## Assigned task
Using the data below, report how many lines hold the word "Deserialize". Include nothing else in the reply.

------ Input material

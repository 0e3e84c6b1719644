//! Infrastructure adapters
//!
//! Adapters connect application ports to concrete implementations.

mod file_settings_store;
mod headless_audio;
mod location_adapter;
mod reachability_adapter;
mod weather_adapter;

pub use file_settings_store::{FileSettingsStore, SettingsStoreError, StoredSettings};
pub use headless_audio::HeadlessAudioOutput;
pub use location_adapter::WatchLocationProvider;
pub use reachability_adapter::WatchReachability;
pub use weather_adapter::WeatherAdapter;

------------
------ Input material

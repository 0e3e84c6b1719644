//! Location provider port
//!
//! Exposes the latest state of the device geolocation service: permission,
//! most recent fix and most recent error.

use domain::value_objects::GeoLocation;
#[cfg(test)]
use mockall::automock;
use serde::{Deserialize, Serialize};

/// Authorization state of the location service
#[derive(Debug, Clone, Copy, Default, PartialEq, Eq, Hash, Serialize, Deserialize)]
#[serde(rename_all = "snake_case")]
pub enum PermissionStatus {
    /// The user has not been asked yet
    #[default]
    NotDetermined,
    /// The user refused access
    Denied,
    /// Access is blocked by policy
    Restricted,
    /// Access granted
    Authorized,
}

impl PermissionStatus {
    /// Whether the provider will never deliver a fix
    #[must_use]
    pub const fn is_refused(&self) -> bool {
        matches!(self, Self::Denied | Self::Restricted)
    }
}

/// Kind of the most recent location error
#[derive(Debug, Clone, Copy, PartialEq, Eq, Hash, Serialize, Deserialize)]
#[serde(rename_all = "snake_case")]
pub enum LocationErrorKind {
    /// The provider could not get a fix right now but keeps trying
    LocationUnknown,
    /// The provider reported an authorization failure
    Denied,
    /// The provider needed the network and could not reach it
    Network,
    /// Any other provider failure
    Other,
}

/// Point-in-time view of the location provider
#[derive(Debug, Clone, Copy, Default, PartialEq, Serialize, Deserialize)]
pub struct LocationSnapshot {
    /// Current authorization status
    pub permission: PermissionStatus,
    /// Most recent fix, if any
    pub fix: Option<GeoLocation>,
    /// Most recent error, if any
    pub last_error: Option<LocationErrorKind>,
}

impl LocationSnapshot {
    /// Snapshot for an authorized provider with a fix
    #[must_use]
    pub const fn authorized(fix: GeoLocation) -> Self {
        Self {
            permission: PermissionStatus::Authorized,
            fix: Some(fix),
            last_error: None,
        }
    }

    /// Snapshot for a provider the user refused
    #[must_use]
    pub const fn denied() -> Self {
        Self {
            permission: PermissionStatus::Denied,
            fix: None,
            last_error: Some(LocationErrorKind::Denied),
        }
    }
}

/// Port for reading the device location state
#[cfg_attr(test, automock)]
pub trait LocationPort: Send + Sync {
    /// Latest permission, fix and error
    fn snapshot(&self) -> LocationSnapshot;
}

------------

## Output of the task
4